When we start getting into the thoughts and motivations of a dog, we are treading on uncertain ground. However, dogs seem to experience and show most of the same emotions that we do, so it isn’t too far-fetched to believe that their emotions are similar to our own.

Other Possible Causes

Excessive itching can also be caused by thyroid dysfunctions, nutrient deficiencies, chemical exposure, and any number of other unlikely conditions. Remember; unlikely doesn’t mean impossible.

This is where we get into a very difficult problem; the problem of dealing with the unknown. There is always a chance that your dogs’ issues could be related to something rare and serious. As such, keep a cautious eye on this problem and don’t give it too much time.

Needless to say, you will need the help of a veterinarian to confirm or disprove the presence of these strange and miscellaneous causes.

Conclusion:

This is yet another subject where we cannot be 100% certain of why our dogs engage in a certain type of behavior. However, the cause will usually become obvious with a little bit of careful investigation. Don’t snooze on the problem.
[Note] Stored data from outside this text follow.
use crate::commands::{
    run_quote, run_rules_import, run_rules_reset, run_rules_show, run_rules_validate,
    run_saved_delete, run_saved_list, run_saved_save, QuoteArgs, RulesFileArgs, SaveArgs,
};
use crate::server;
use clap::{Args, Parser, Subcommand};
use marketplace_margin::error::AppError;
use std::path::PathBuf;

#[derive(Parser, Debug)]
#[command(
    name = "Marketplace Margin",
    about = "Price products and compare profitability across Brazilian marketplaces",
    version
)]
struct Cli {
    #[command(subcommand)]
    command: Option<Command>,
}

#[derive(Subcommand, Debug)]
enum Command {
    /// Start the HTTP service (default command)
    Serve(ServeArgs),
    /// Quote a product on one marketplace, or on all of them with --compare
    Quote(QuoteArgs),
    /// Inspect or replace the stored marketplace fee rules
    Rules {
        #[command(subcommand)]
        command: RulesCommand,
    },
    /// Manage saved calculations
    Saved {
        #[command(subcommand)]
        command: SavedCommand,
    },
}

#[derive(Subcommand, Debug)]
enum RulesCommand {
    /// Print the effective rules as JSON
    Show,
    /// Discard stored rules and fall back to the defaults
    Reset,
    /// Check the stored rules, or a rules file, for invalid values
    Validate {
        /// Rules file to check instead of the stored rules
        file: Option<PathBuf>,
    },
    /// Validate and store rules from a JSON file
    Import(RulesFileArgs),
}

#[derive(Subcommand, Debug)]
enum SavedCommand {
    /// List saved calculations, oldest first
    List,
    /// Save a calculation under a name
    Save(SaveArgs),
    /// Delete a saved calculation by id
    Delete {
        /// Identifier printed by `saved list`
        id: String,
    },
}

#[derive(Args, Debug, Default)]
pub(crate) struct ServeArgs {
    /// Override the configured host for the HTTP server
    #[arg(long)]
    pub(crate) host: Option<String>,
    /// Override the configured port for the HTTP server
    #[arg(long)]
    pub(crate) port: Option<u16>,
}

pub(crate) async fn run() -> Result<(), AppError> {
    let cli = Cli::parse();
    let command = cli
        .command
        .unwrap_or_else(|| Command::Serve(ServeArgs::default()));

    match command {
        Command::Serve(args) => server::run(args).await,
        Command::Quote(args) => run_quote(args),
        Command::Rules { command } => match command {
            RulesCommand::Show => run_rules_show(),
            RulesCommand::Reset => run_rules_reset(),
            RulesCommand::Validate { file } => run_rules_validate(file),
            RulesCommand::Import(args) => run_rules_import(args),
        },
        Command::Saved { command } => match command {
            SavedCommand::List => run_saved_list(),
            SavedCommand::Save(args) => run_saved_save(args),
            SavedCommand::Delete { id } => run_saved_delete(id),
        },
    }
}

#[cfg(test)]
mod tests {
    use super::*;
    use marketplace_margin::{Marketplace, MercadoLivreAdType};

    #[test]
    fn serve_is_the_default_command() {
        let cli = Cli::try_parse_from(["marketplace-margin"]).expect("parses");
        assert!(cli.command.is_none());
    }

    #[test]
    fn quote_flags_parse_into_input() {
        let cli = Cli::try_parse_from([
            "marketplace-margin",
            "quote",
            "--marketplace",
            "Mercado Livre",
            "--price",
            "29",
            "--ad-type",
            "premium",
            "--commission",
            "11,5",
        ])
        .expect("parses");

        let Some(Command::Quote(args)) = cli.command else {
            panic!("expected quote command");
        };
        assert_eq!(args.input.marketplace, Marketplace::MercadoLivre);
        assert_eq!(args.input.ad_type, MercadoLivreAdType::Premium);
        assert_eq!(args.commission.as_deref(), Some("11,5"));
        assert!(!args.compare);
    }

    #[test]
    fn unknown_marketplace_is_rejected() {
        let result = Cli::try_parse_from(["marketplace-margin", "quote", "-m", "ebay"]);
        assert!(result.is_err());
    }

    #[test]
    fn saved_save_requires_a_name() {
        let result = Cli::try_parse_from(["marketplace-margin", "saved", "save", "--price", "10"]);
        assert!(result.is_err());
    }
}
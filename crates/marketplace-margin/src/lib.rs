//! Seller-side profitability for products listed on Brazilian marketplaces.
//!
//! The [`pricing`] module holds the pure fee engine; [`rules`] describes the editable
//! fee schedules it reads; [`store`] and [`service`] adapt both to persistence and HTTP.

pub mod config;
pub mod error;
pub mod marketplace;
pub mod pricing;
pub mod rules;
pub mod service;
pub mod store;
pub mod telemetry;

pub use marketplace::{Marketplace, MercadoLivreAdType};
pub use pricing::{
    calculate, quote, resolve_fee, CalculationInput, CalculationResult, FeeContext,
    FeeOverrides, FeeSource, ParsedInput, Quote, ResolvedFee,
};
pub use rules::{merge_with_defaults, MarketplaceRules};
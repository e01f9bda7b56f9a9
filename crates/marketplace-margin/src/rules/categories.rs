use serde::de::DeserializeOwned;
use serde::{Deserialize, Serialize};
use tracing::warn;

/// Category-keyed rate list, kept as the JSON text users edit.
///
/// The text is only interpreted on read. Saving validates it, but a document written
/// outside the store (by hand or by an earlier release) may still hold unparsable text;
/// that degrades to marketplace fallbacks instead of failing the whole rule document.
#[derive(Debug, Clone, PartialEq, Eq, Serialize, Deserialize)]
#[serde(transparent)]
pub struct CategoryTable(String);

impl CategoryTable {
    pub fn from_json(raw: impl Into<String>) -> Self {
        Self(raw.into())
    }

    /// Serializes typed entries into the pretty-printed form used by the defaults.
    pub fn from_entries<E: CategoryEntry>(entries: &[E]) -> Self {
        let value = serde_json::to_value(entries).unwrap_or_default();
        Self(format!("{value:#}"))
    }

    pub fn as_str(&self) -> &str {
        &self.0
    }

    pub fn entries<E: CategoryEntry>(&self) -> Result<Vec<E>, serde_json::Error> {
        serde_json::from_str(&self.0)
    }

    /// Looks up the first entry named `category`; `Ok(None)` when it is absent.
    pub fn find<E: CategoryEntry>(&self, category: &str) -> Result<Option<E>, serde_json::Error> {
        Ok(self
            .entries::<E>()?
            .into_iter()
            .find(|entry| entry.category() == category))
    }

    /// Category names for selectors; empty when the text does not parse.
    pub fn categories<E: CategoryEntry>(&self) -> Vec<String> {
        match self.entries::<E>() {
            Ok(entries) => entries
                .iter()
                .map(|entry| entry.category().to_string())
                .collect(),
            Err(error) => {
                warn!(%error, "category rules are not valid JSON; no categories available");
                Vec::new()
            }
        }
    }
}

/// Row of a category table.
pub trait CategoryEntry: Serialize + DeserializeOwned {
    fn category(&self) -> &str;
    fn rate(&self) -> f64;
}

#[derive(Debug, Clone, PartialEq, Serialize, Deserialize)]
#[serde(rename_all = "camelCase")]
pub struct B2wRate {
    pub category: String,
    pub rate: f64,
}

impl B2wRate {
    pub fn new(category: &str, rate: f64) -> Self {
        Self {
            category: category.to_string(),
            rate,
        }
    }
}

impl CategoryEntry for B2wRate {
    fn category(&self) -> &str {
        &self.category
    }

    fn rate(&self) -> f64 {
        self.rate
    }
}

/// Second bracket of an Amazon referral fee: `above_rate` applies to the part of the
/// price beyond `threshold`.
#[derive(Debug, Clone, PartialEq, Serialize, Deserialize)]
#[serde(rename_all = "camelCase")]
pub struct AmazonTieredRate {
    pub threshold: f64,
    pub above_rate: f64,
}

#[derive(Debug, Clone, PartialEq, Serialize, Deserialize)]
#[serde(rename_all = "camelCase")]
pub struct AmazonRate {
    pub category: String,
    pub rate: f64,
    pub min_fee: f64,
    #[serde(default, skip_serializing_if = "Option::is_none")]
    pub tiered: Option<AmazonTieredRate>,
}

impl AmazonRate {
    pub fn new(category: &str, rate: f64, min_fee: f64) -> Self {
        Self {
            category: category.to_string(),
            rate,
            min_fee,
            tiered: None,
        }
    }

    pub fn with_tier(mut self, threshold: f64, above_rate: f64) -> Self {
        self.tiered = Some(AmazonTieredRate {
            threshold,
            above_rate,
        });
        self
    }

    /// Referral commission in currency before the minimum-fee top-up.
    pub fn commission_for(&self, selling_price: f64) -> f64 {
        match &self.tiered {
            Some(tier) if selling_price > tier.threshold => {
                tier.threshold * self.rate + (selling_price - tier.threshold) * tier.above_rate
            }
            _ => selling_price * self.rate,
        }
    }
}

impl CategoryEntry for AmazonRate {
    fn category(&self) -> &str {
        &self.category
    }

    fn rate(&self) -> f64 {
        self.rate
    }
}
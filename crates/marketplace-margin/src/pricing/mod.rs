//! Pure fee resolution and profitability arithmetic.
//!
//! Nothing in here fails: unparsable numbers read as zero and unusable rule data falls
//! back to marketplace defaults, so a [`Quote`] can always be produced.

mod calculator;
mod input;
mod resolver;

pub use calculator::{calculate, quote, CalculationResult, Quote};
pub use input::{parse_amount, parse_number, CalculationInput, FeeOverrides, ParsedInput};
pub use resolver::{resolve_fee, FeeContext, FeeSource, ResolvedFee};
It might be said that a dog biting itself is one of the most normal occurrences on earth. This is exactly what makes it a potential problem. When excessive gnawing is an indicator of larger problems, it is more likely to go unnoticed.

We hope that this article has armed you with the knowledge you need to interpret this behavior, and to know when it is right and proper for you to step in and take some corrective measures.